Go through the listing and return every line with "returned" in it.

Data in this exercise below:

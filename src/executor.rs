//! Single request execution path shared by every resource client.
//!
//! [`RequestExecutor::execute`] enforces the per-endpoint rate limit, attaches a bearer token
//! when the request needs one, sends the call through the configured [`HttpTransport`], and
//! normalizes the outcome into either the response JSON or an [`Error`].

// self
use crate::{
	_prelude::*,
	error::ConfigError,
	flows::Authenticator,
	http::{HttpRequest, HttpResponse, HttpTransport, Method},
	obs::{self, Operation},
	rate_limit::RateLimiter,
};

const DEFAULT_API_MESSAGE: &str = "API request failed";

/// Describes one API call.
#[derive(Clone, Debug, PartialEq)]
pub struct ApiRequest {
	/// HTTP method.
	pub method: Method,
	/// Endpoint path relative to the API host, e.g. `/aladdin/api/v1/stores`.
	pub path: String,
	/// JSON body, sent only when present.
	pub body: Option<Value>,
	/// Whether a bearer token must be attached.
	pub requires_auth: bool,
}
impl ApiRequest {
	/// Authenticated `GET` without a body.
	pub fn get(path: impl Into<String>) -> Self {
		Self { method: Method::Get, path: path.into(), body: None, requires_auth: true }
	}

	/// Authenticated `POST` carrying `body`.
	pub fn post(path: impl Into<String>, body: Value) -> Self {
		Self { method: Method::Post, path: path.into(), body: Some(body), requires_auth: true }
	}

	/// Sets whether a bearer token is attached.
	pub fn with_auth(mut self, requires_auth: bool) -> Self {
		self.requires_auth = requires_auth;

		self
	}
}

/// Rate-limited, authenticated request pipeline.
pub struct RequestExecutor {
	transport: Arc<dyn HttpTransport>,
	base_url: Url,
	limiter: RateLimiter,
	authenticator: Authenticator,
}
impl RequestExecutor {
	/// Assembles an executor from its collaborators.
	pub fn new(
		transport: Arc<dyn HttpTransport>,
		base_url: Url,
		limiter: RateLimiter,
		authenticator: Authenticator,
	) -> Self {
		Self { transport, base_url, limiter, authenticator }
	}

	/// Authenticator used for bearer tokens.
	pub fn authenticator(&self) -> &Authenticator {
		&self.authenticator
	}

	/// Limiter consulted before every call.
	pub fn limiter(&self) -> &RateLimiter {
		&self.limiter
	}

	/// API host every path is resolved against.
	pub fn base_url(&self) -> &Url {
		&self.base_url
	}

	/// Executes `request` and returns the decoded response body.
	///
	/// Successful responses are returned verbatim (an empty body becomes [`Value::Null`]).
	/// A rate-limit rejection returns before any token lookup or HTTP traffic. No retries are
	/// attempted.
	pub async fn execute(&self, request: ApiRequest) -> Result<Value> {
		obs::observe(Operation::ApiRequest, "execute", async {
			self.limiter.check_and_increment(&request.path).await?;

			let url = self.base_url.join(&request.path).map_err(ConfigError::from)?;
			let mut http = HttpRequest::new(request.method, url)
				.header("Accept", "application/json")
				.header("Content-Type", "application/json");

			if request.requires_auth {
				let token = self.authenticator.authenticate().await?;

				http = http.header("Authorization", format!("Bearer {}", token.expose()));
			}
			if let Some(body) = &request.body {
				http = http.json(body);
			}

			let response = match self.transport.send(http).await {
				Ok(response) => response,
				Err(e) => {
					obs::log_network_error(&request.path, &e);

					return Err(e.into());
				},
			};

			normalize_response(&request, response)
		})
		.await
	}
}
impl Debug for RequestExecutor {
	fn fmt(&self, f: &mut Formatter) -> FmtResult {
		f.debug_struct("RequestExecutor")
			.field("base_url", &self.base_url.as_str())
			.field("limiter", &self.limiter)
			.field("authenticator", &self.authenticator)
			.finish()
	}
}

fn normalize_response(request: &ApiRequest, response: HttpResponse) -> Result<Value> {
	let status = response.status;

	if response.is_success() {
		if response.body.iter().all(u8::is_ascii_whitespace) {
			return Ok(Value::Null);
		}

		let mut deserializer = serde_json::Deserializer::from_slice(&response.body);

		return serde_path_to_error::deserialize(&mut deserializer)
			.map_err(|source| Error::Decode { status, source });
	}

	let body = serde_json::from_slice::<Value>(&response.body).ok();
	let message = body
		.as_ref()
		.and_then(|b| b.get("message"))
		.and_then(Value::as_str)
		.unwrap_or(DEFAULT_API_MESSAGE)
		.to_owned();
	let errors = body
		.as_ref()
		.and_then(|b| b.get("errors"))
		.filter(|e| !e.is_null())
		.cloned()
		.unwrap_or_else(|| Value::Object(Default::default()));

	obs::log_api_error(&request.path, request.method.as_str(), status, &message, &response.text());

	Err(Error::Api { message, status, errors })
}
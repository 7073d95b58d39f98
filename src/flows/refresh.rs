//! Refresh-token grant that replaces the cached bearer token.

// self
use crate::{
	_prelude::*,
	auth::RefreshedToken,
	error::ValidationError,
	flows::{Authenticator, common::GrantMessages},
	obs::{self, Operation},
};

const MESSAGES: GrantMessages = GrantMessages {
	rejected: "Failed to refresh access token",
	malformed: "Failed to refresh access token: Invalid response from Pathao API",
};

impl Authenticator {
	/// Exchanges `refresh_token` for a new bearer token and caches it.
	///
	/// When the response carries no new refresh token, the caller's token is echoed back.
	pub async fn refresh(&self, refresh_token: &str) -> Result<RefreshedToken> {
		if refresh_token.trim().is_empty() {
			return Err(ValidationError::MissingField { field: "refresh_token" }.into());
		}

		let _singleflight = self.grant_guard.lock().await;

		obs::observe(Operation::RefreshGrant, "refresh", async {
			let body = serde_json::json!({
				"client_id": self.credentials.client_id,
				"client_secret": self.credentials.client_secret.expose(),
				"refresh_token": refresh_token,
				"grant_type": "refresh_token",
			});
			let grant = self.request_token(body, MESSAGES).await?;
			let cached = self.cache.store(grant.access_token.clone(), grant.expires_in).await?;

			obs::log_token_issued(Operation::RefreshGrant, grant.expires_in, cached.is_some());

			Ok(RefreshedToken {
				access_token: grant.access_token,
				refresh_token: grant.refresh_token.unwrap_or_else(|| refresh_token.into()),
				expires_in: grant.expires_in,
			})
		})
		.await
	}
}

End of Data in this exercise.
Data in this exercise below:

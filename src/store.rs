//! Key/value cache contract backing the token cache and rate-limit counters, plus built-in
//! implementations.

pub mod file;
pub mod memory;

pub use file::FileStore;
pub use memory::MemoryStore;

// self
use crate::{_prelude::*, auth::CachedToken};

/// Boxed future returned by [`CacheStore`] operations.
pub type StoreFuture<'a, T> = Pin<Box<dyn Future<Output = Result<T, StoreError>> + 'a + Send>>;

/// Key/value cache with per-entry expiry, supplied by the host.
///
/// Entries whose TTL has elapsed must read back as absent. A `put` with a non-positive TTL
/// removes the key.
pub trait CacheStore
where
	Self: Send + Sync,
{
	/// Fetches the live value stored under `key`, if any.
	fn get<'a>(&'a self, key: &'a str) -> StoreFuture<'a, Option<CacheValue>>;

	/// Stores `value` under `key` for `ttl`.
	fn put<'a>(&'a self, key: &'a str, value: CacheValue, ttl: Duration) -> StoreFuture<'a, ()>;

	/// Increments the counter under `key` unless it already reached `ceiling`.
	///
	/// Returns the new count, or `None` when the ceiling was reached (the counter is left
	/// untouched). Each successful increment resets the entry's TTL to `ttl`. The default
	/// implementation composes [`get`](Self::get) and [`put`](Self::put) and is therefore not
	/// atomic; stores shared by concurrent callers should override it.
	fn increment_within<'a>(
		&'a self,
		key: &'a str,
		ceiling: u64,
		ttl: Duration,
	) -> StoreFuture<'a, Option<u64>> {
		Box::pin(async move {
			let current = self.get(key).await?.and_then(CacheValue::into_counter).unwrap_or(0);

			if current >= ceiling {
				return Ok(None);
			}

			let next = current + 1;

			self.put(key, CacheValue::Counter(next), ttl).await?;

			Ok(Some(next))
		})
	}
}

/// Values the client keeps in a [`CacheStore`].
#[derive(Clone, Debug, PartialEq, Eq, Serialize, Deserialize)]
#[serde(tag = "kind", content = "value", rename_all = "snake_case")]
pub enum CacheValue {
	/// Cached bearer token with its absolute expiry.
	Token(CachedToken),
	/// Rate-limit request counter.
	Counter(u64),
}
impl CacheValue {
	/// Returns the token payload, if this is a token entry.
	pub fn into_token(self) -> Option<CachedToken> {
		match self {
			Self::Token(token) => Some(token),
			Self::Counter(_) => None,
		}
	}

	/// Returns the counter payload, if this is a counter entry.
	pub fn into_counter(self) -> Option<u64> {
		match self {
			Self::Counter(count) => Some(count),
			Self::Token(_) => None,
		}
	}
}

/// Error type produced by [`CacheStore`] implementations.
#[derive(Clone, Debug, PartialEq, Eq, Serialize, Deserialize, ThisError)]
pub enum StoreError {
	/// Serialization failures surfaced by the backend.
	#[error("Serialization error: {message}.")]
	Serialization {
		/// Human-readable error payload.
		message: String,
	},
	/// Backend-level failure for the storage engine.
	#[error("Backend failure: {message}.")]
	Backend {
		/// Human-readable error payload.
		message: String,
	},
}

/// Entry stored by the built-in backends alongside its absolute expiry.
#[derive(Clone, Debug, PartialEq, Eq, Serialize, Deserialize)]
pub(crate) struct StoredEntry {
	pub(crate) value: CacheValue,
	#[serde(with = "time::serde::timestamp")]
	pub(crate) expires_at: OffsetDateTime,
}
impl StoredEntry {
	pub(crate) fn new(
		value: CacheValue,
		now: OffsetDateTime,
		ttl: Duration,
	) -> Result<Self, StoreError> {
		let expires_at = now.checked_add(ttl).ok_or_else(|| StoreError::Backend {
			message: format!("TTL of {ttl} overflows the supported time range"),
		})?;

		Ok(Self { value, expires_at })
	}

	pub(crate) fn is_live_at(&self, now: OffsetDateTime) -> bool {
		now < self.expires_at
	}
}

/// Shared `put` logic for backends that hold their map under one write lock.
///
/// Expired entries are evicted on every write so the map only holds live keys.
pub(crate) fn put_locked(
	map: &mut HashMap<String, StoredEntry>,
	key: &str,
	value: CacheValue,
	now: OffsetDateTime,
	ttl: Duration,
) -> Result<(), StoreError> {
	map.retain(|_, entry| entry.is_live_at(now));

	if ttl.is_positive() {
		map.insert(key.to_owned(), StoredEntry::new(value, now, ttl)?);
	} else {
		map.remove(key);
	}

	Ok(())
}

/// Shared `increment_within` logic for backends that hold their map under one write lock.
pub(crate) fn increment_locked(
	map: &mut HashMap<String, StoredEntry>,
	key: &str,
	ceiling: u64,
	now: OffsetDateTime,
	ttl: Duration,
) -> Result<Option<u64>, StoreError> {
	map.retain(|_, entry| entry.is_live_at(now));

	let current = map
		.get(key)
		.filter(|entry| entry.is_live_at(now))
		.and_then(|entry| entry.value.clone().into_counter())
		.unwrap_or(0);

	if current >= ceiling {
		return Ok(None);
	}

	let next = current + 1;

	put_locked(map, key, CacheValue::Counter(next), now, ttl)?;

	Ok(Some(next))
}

End of Data in this exercise.

▶ _Task solution_
	/// Successful responses are returned verbatim (an empty body becomes [`Value::Null`]).
/// Boxed future returned by [`CacheStore`] operations.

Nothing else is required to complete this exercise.